[llvm-dev] [RFC] Move py-mlir-release to new top-level repo in the LLVM org
Tom Stellard via llvm-dev
llvm-dev at lists.llvm.org
Thu Jan 7 17:05:43 PST 2021
On 1/7/21 3:17 PM, Stella Laurenzo wrote:
>
>
> On Thu, Jan 7, 2021 at 2:40 PM Tom Stellard <tstellar at redhat.com
> <mailto:tstellar at redhat.com>> wrote:
>
> On 1/7/21 10:55 AM, Stella Laurenzo via llvm-dev wrote:
> > Hi folks, I would like to propose that we create a new top-level
> repo in
> > the LLVM organization for organizing the Python MLIR Releases (both
> > daily and official numbered releases, whenever we are ready for
> such a
> > thing) and corresponding pushes to package repositories, etc.
> >
>
> For those of use that are unfamiliar, can you explain what the "Python
> MLIR Releases" are?
>
>
> Sure: They are the python wheels and source distributions for the [MLIR
> Python Bindings](https://mlir.llvm.org/docs/Bindings/Python/). The key
> is that we do them in concordance with how Python packages get released
> and push them through standard channels for deployment, and this
> involves some gymnastics (of which, what I have will grow in some
> complexity as we do this, based on the experience of other projects).

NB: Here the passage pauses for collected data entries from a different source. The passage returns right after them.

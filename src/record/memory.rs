//! In-memory system of record
//!
//! Every operation runs under a single `RwLock` write guard, which is what
//! makes `set_current_year` and `delete_year` atomic here.

use crate::error::AppError;
use crate::models::{AcademicYear, Division, ScheduleEntry, ScheduleUpsert, Snapshot};
use crate::record::SystemOfRecord;
use async_trait::async_trait;
use chrono::Utc;
use std::path::Path;
use std::sync::atomic::{AtomicBool, Ordering};
use tokio::sync::RwLock;
use tracing::info;

#[derive(Default)]
struct MemoryState {
    divisions: Vec<Division>,
    snapshots: Vec<Snapshot>,
    years: Vec<AcademicYear>,
    schedule: Vec<ScheduleEntry>,
    next_snapshot_id: i64,
    next_year_id: i64,
}

/// Thread-safe in-memory store
pub struct MemoryRecord {
    state: RwLock<MemoryState>,
    /// Simulated network outage
    offline: AtomicBool,
}

impl MemoryRecord {
    pub fn new() -> Self {
        Self::with_divisions(Vec::new())
    }

    /// Seed with divisions, assigning ids to any division or program without one
    pub fn with_divisions(mut divisions: Vec<Division>) -> Self {
        let mut next_division = divisions.iter().filter_map(|d| d.id).max().unwrap_or(0);
        let mut next_program = divisions
            .iter()
            .flat_map(|d| d.program_list.iter())
            .filter_map(|p| p.id)
            .max()
            .unwrap_or(0);

        for division in &mut divisions {
            if division.id.is_none() {
                next_division += 1;
                division.id = Some(next_division);
            }
            for program in &mut division.program_list {
                if program.id.is_none() {
                    next_program += 1;
                    program.id = Some(next_program);
                }
            }
        }

        Self {
            state: RwLock::new(MemoryState {
                divisions,
                ..Default::default()
            }),
            offline: AtomicBool::new(false),
        }
    }

    /// Load a `divisions.json` seed file (a JSON array of divisions)
    pub fn from_seed_file(path: &Path) -> Result<Self, AppError> {
        let raw = std::fs::read_to_string(path)
            .map_err(|e| AppError::Config(format!("Cannot read seed file {}: {}", path.display(), e)))?;
        let divisions: Vec<Division> = serde_json::from_str(&raw)
            .map_err(|e| AppError::Config(format!("Invalid seed file {}: {}", path.display(), e)))?;
        info!("Seeded {} divisions from {}", divisions.len(), path.display());
        Ok(Self::with_divisions(divisions))
    }

    /// Make every call fail with `TransientIo` until switched back
    #[cfg(test)]
    pub fn set_offline(&self, offline: bool) {
        self.offline.store(offline, Ordering::SeqCst);
    }

    /// Replace a stored division, standing in for an upstream rename
    #[cfg(test)]
    pub async fn replace_division(&self, division: Division) -> Result<(), AppError> {
        self.check_online()?;
        let mut state = self.state.write().await;
        let slot = state
            .divisions
            .iter_mut()
            .find(|d| d.id.is_some() && d.id == division.id)
            .ok_or_else(|| AppError::NotFound("Division not found".to_string()))?;
        *slot = division;
        Ok(())
    }

    fn check_online(&self) -> Result<(), AppError> {
        if self.offline.load(Ordering::SeqCst) {
            return Err(AppError::TransientIo("system of record unreachable".to_string()));
        }
        Ok(())
    }
}

impl Default for MemoryRecord {
    fn default() -> Self {
        Self::new()
    }
}

#[async_trait]
impl SystemOfRecord for MemoryRecord {
    async fn list_divisions(&self) -> Result<Vec<Division>, AppError> {
        self.check_online()?;
        Ok(self.state.read().await.divisions.clone())
    }

    async fn get_division(&self, id: i64) -> Result<Division, AppError> {
        self.check_online()?;
        let state = self.state.read().await;
        state
            .divisions
            .iter()
            .find(|d| d.id == Some(id))
            .cloned()
            .ok_or_else(|| AppError::NotFound(format!("Division {} not found", id)))
    }

    async fn append_snapshot(&self, division: &Division) -> Result<Snapshot, AppError> {
        self.check_online()?;
        let mut state = self.state.write().await;
        state.next_snapshot_id += 1;
        let snapshot = Snapshot {
            id: state.next_snapshot_id,
            division_id: division.id,
            created_at: Utc::now(),
            division: division.clone(),
        };
        state.snapshots.push(snapshot.clone());
        Ok(snapshot)
    }

    async fn list_snapshots(&self, limit: usize) -> Result<Vec<Snapshot>, AppError> {
        self.check_online()?;
        let state = self.state.read().await;
        let mut list = state.snapshots.clone();
        list.sort_by(|a, b| b.created_at.cmp(&a.created_at).then(b.id.cmp(&a.id)));
        list.truncate(limit);
        Ok(list)
    }

    async fn list_years(&self) -> Result<Vec<AcademicYear>, AppError> {
        self.check_online()?;
        Ok(self.state.read().await.years.clone())
    }

    async fn create_year(&self, label: &str) -> Result<AcademicYear, AppError> {
        self.check_online()?;
        let mut state = self.state.write().await;
        if state.years.iter().any(|y| y.label.eq_ignore_ascii_case(label)) {
            return Err(AppError::Conflict(format!("Academic year {} already exists", label)));
        }
        state.next_year_id += 1;
        let year = AcademicYear {
            id: state.next_year_id,
            label: label.to_string(),
            is_current: false,
            created_at: Utc::now(),
        };
        state.years.push(year.clone());
        Ok(year)
    }

    async fn set_current_year(&self, id: i64) -> Result<AcademicYear, AppError> {
        self.check_online()?;
        let mut state = self.state.write().await;
        if !state.years.iter().any(|y| y.id == id) {
            return Err(AppError::NotFound(format!("Academic year {} not found", id)));
        }
        for year in &mut state.years {
            year.is_current = year.id == id;
        }
        state
            .years
            .iter()
            .find(|y| y.id == id)
            .cloned()
            .ok_or_else(|| AppError::Internal("current year vanished".to_string()))
    }

    async fn delete_year(&self, id: i64) -> Result<(), AppError> {
        self.check_online()?;
        let mut state = self.state.write().await;
        let year = state
            .years
            .iter()
            .find(|y| y.id == id)
            .ok_or_else(|| AppError::NotFound(format!("Academic year {} not found", id)))?;
        if year.is_current {
            return Err(AppError::Conflict("Cannot delete the current academic year".to_string()));
        }
        state.years.retain(|y| y.id != id);
        state.schedule.retain(|e| e.academic_year_id != id);
        Ok(())
    }

    async fn list_schedule(&self, year_id: Option<i64>) -> Result<Vec<ScheduleEntry>, AppError> {
        self.check_online()?;
        let state = self.state.read().await;
        Ok(state
            .schedule
            .iter()
            .filter(|e| year_id.map_or(true, |y| e.academic_year_id == y))
            .cloned()
            .collect())
    }

    async fn upsert_schedule_entry(&self, entry: ScheduleUpsert) -> Result<ScheduleEntry, AppError> {
        self.check_online()?;
        let mut state = self.state.write().await;
        if !state.years.iter().any(|y| y.id == entry.academic_year_id) {
            return Err(AppError::NotFound(format!(
                "Academic year {} not found",
                entry.academic_year_id
            )));
        }

        let now = Utc::now();
        if let Some(existing) = state.schedule.iter_mut().find(|e| {
            e.academic_year_id == entry.academic_year_id && e.program_id == entry.program_id
        }) {
            existing.is_selected = entry.is_selected;
            existing.program_name = entry.program_name;
            existing.division_name = entry.division_name;
            existing.updated_at = now;
            return Ok(existing.clone());
        }

        let created = ScheduleEntry {
            academic_year_id: entry.academic_year_id,
            program_id: entry.program_id,
            is_selected: entry.is_selected,
            program_name: entry.program_name,
            division_name: entry.division_name,
            updated_at: now,
        };
        state.schedule.push(created.clone());
        Ok(created)
    }
}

> They basically include everything such that if you do a "pip install
> mlir" you get a working package that is able to build and compile MLIR
> based IR in a variety of forms. An ancillary function of them is to
> enable downstream Python based projects to extend the system, so it
> entails distributing enough headers and libraries to make this feasible.
>
Ok, so it's this python code: llvm-project/mlir/lib/Bindings/Python ?
>
> > I have prototyped such a release process in a personal repo:
> > https://github.com/stellaraccident/mlir-py-release
> >
> > Additional development on that release process is currently
> blocked on
> > more work on the shared library organization in LLVM (discussed here
> >
> https://lists.llvm.org/pipermail/llvm-dev/2021-January/147567.html and
> > being worked on independently) but it is useful as is and a
> reasonable
> > starting point for further work.
> >
> > I would propose that we just fork my current repo into a new one
> in the
> > LLVM organization and then take the necessary steps to get
> > credentials/permissions/secrets set up in the new context.
> >
> > Some answers to questions that may come up:
> >
> > * *Why should this be a repo separate from llvm-project? *These
> kind
> > of automation repos tend to have a lot of "garbage" commits
> that I
> > think is best if they do not pollute the main repo (and also
> don't
> > face contention on automatic jobs bumping things, etc). They also
> > tend to require special permissions and secrets that we will
> want to
> > more tightly control. They also make use of other GitHub features
> > that it seems like we would like not polluting the main
> development
> > flow ("Releases" tab, Actions, etc). Also, this is the kind
> of thing
> > that tends to get revised en-masse periodically, and again,
> it would
> > be good to not pollute the monorepo.
>
> There really aren't many files in this repo, do you anticipate it
> growing significantly?
>
>
> Not terribly so. Just from some personal experience, the ways things are
> done for Python packaging are somewhat... esoteric... from a normal C++
> build flow and necessitate certain directory layouts and such that I
> felt were better left to their own thing (it is something that you want
> to do exactly as everyone else does it).
>
>
> > * *Why not land this in llvm-zorg? *llvm-zorg claims to be for
> "LLVM
> > Testing Infrastructure" and seems well scoped to that statement.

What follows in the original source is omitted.